Task input:
== == ==
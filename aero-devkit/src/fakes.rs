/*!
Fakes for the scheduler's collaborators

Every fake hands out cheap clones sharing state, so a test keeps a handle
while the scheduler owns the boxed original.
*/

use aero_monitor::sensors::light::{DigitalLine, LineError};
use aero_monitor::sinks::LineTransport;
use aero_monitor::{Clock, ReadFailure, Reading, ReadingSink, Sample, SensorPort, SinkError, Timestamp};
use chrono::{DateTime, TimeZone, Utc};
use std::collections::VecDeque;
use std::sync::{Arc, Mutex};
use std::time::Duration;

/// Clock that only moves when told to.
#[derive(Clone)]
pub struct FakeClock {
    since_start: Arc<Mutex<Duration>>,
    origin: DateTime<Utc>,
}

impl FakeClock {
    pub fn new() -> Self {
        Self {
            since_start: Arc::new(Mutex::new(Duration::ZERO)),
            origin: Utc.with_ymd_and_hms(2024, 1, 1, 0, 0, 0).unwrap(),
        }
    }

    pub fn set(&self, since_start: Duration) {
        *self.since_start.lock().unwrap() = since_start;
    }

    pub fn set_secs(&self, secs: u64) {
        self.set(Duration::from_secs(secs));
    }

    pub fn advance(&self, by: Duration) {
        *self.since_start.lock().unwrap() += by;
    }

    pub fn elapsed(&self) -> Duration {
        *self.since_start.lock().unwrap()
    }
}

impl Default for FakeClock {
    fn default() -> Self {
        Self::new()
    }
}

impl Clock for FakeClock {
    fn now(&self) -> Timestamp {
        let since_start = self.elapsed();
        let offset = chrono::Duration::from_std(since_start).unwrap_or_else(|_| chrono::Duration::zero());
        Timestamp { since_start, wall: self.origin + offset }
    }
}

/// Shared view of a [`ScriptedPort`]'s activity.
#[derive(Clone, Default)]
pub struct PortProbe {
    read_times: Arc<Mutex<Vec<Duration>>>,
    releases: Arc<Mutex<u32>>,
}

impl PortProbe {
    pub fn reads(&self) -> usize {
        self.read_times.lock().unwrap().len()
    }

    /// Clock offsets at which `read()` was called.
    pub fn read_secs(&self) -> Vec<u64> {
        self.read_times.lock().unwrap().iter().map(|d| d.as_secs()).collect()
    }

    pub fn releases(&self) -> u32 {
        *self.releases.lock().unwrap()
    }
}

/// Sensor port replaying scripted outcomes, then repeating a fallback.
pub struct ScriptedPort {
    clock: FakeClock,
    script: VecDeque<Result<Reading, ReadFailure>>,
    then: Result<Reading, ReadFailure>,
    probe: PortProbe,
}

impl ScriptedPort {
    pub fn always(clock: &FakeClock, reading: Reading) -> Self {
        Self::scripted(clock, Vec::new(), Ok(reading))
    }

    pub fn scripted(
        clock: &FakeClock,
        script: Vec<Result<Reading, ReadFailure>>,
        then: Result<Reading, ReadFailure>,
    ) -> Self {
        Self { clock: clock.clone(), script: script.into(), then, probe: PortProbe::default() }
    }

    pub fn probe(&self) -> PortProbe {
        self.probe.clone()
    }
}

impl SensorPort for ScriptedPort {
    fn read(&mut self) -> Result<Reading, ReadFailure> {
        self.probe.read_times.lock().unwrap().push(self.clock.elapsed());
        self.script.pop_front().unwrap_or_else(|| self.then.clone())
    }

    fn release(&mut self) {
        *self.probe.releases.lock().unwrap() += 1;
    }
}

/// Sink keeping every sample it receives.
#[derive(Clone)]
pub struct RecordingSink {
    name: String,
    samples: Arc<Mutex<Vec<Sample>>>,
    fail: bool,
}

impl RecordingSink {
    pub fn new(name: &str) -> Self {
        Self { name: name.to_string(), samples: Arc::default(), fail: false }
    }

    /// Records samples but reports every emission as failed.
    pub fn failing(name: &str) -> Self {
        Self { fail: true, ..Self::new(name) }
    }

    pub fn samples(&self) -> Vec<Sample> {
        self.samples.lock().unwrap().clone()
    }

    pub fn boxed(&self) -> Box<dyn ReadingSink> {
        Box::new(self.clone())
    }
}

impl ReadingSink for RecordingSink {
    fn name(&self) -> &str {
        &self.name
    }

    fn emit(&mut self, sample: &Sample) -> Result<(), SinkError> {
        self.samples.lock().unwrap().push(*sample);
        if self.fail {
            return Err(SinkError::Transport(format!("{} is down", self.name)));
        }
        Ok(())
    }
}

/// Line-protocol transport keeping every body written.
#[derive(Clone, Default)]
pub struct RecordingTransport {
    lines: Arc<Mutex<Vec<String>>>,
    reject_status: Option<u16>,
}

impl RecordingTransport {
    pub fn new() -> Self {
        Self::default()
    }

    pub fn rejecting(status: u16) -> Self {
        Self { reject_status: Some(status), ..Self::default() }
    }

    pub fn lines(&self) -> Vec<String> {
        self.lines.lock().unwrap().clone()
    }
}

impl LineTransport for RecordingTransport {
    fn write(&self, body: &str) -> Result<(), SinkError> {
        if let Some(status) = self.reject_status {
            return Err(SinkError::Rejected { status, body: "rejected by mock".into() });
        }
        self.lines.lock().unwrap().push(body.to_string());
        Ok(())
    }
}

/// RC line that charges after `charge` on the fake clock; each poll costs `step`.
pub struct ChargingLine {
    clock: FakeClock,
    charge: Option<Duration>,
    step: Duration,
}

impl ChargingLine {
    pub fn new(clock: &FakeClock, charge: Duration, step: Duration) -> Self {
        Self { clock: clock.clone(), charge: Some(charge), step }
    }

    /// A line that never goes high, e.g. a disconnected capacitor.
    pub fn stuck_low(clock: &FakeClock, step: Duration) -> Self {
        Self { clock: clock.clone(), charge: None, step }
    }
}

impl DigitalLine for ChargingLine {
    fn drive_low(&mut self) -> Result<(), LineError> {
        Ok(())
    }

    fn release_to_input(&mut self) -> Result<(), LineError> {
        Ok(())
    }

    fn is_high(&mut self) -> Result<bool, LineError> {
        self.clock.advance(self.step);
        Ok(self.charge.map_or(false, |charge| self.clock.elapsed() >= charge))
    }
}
== == ==
What the exercise asks: Pick out each line in the material containing "that".

Result:
/// Clock that only moves when told to.
/// RC line that charges after `charge` on the fake clock; each poll costs `step`.
    /// A line that never goes high, e.g. a disconnected capacitor.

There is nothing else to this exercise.